Sprint Commc'ns Co. v. Native Am. Telecom LLC

Decision Date01 December 2010
Docket NumberCIV. 10-4110-KES
PartiesSPRINT COMMUNICATIONS COMPANY, L.P., Plaintiff, v. NATIVE AMERICAN TELECOM, LLC; B.J. JONES, in his official capacity as Special Judge of Tribal Court; and CROW CREEK SIOUX TRIBAL COURT, Defendants.
CourtU.S. District Court — District of South Dakota

ORDER DENYING DEFENDANTS' MOTION FOR A STAY AND MOTION TO STRIKE PLAINTIFF'S MEMORANDUM AND GRANTING PLAINTIFF'S MOTION FOR A PRELIMINARY INJUNCTION

Defendants, Native American Telecom (NAT) and the Crow Creek Sioux Tribal Court (CCSTC), move for an order staying this action until CCSTC determines if it has jurisdiction over this matter. Plaintiff, Sprint Communications Company, resists the motion and moves for a preliminary injunction to enjoin CCSTC from hearing this matter. Defendants also move to strike Sprint's memorandum in support of its motion for a preliminary injunction because it violates the local rules of civil procedure.

BACKGROUND

The facts viewed in the light most favorable to NAT pertinent to this order are as follows: Sprint provides nationwide long-distance telephone services and is known under the telecommunications regulatory framework as an interexchange carrier (IXC). Sprint delivers long-distance telecommunication calls to a local exchange carrier (LEC) for termination. Sprint pays the LEC a terminating access charge based on the LEC's filed tariff.

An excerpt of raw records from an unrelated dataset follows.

use super::AudioBuffer;

/// Duration bounds for chunk assembly, all in milliseconds.
#[derive(Debug, Clone)]
pub struct AssembleConfig {
    /// Chunks shorter than this get padded before flushing.
    pub min_ms: u64,
    /// A merge is rejected when it would push the chunk past this.
    pub max_ms: u64,
    /// Target length short chunks are padded up to.
    pub ideal_pad_ms: u64,
    /// Fade applied to both sides of a merge boundary.
    pub fade_ms: u64,
    /// True-silence gap inserted between merged segments.
    pub gap_ms: u64,
}

impl Default for AssembleConfig {
    fn default() -> Self {
        Self {
            min_ms: 1000,
            max_ms: 5000,
            ideal_pad_ms: 4000,
            fade_ms: 10,
            gap_ms: 100,
        }
    }
}

/// Pack ordered segments into chunks within the configured duration window.
///
/// Single forward pass with one accumulation buffer: each incoming segment is
/// merged into the buffer (crossfade plus a silence gap) while the merged
/// length stays within `max_ms`; otherwise the buffer is flushed — padded to
/// `ideal_pad_ms` first if it is still under `min_ms` — and the segment
/// starts a new buffer. Greedy and order-preserving; no look-ahead.
pub fn assemble(segments: Vec<AudioBuffer>, config: &AssembleConfig) -> Vec<AudioBuffer> {
    let mut result = Vec::new();
    let mut buffer: Option<AudioBuffer> = None;

    for segment in segments {
        buffer = Some(match buffer.take() {
            None => segment,
            Some(current) => {
                let merged_len =
                    current.duration_ms() + segment.duration_ms() + config.gap_ms;
                if merged_len <= config.max_ms {
                    fade_merge(current, segment, config.fade_ms, config.gap_ms)
                } else {
                    result.push(finalize(current, config));
                    segment
                }
            }
        });
    }

    if let Some(current) = buffer {
        if !current.is_empty() {
            result.push(finalize(current, config));
        }
    }

    result
}

/// Pad a short chunk up to the ideal length before it leaves the assembler.
fn finalize(chunk: AudioBuffer, config: &AssembleConfig) -> AudioBuffer {
    if chunk.duration_ms() < config.min_ms {
        chunk.pad_to_ms(config.ideal_pad_ms)
    } else {
        chunk
    }
}

/// Join two segments: fade-out the first, fade-in the second, with a
/// true-silence gap in between.
fn fade_merge(first: AudioBuffer, second: AudioBuffer, fade_ms: u64, gap_ms: u64) -> AudioBuffer {
    let gap = AudioBuffer::silent(gap_ms, first.sample_rate(), first.channels());
    first
        .fade_out(fade_ms)
        .concat(&gap)
        .concat(&second.fade_in(fade_ms))
}
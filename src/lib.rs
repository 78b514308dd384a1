pub mod audio;
pub mod config;
pub mod error;
pub mod interactive;
pub mod pipeline;

pub use config::ChopConfig;
pub use error::{ChopError, Result};
pub use pipeline::{
    list_wav_files, print_summary, process_buffer, process_file, run_batch, BatchReport,
    FileReport,
};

In 1997, the Crow Creek Sioux Tribe established the Crow Creek Sioux Tribal Utility Authority (Tribal Utility Authority). In October of 2008, the Tribal Utility Authority authorized NAT, a tribally owned limited liability company organized under the laws of South Dakota, to provide telecommunications service on the Crow Creek Reservation subject to the tribe's laws. Under the telecommunications regulations, NAT is known as an LEC because NAT terminates calls on the reservation. NAT then filed two access service tariffs for telephone traffic on the reservation, one with the FCC for interstate traffic and one with the Tribal Utility Authority for intrastate traffic within the reservation.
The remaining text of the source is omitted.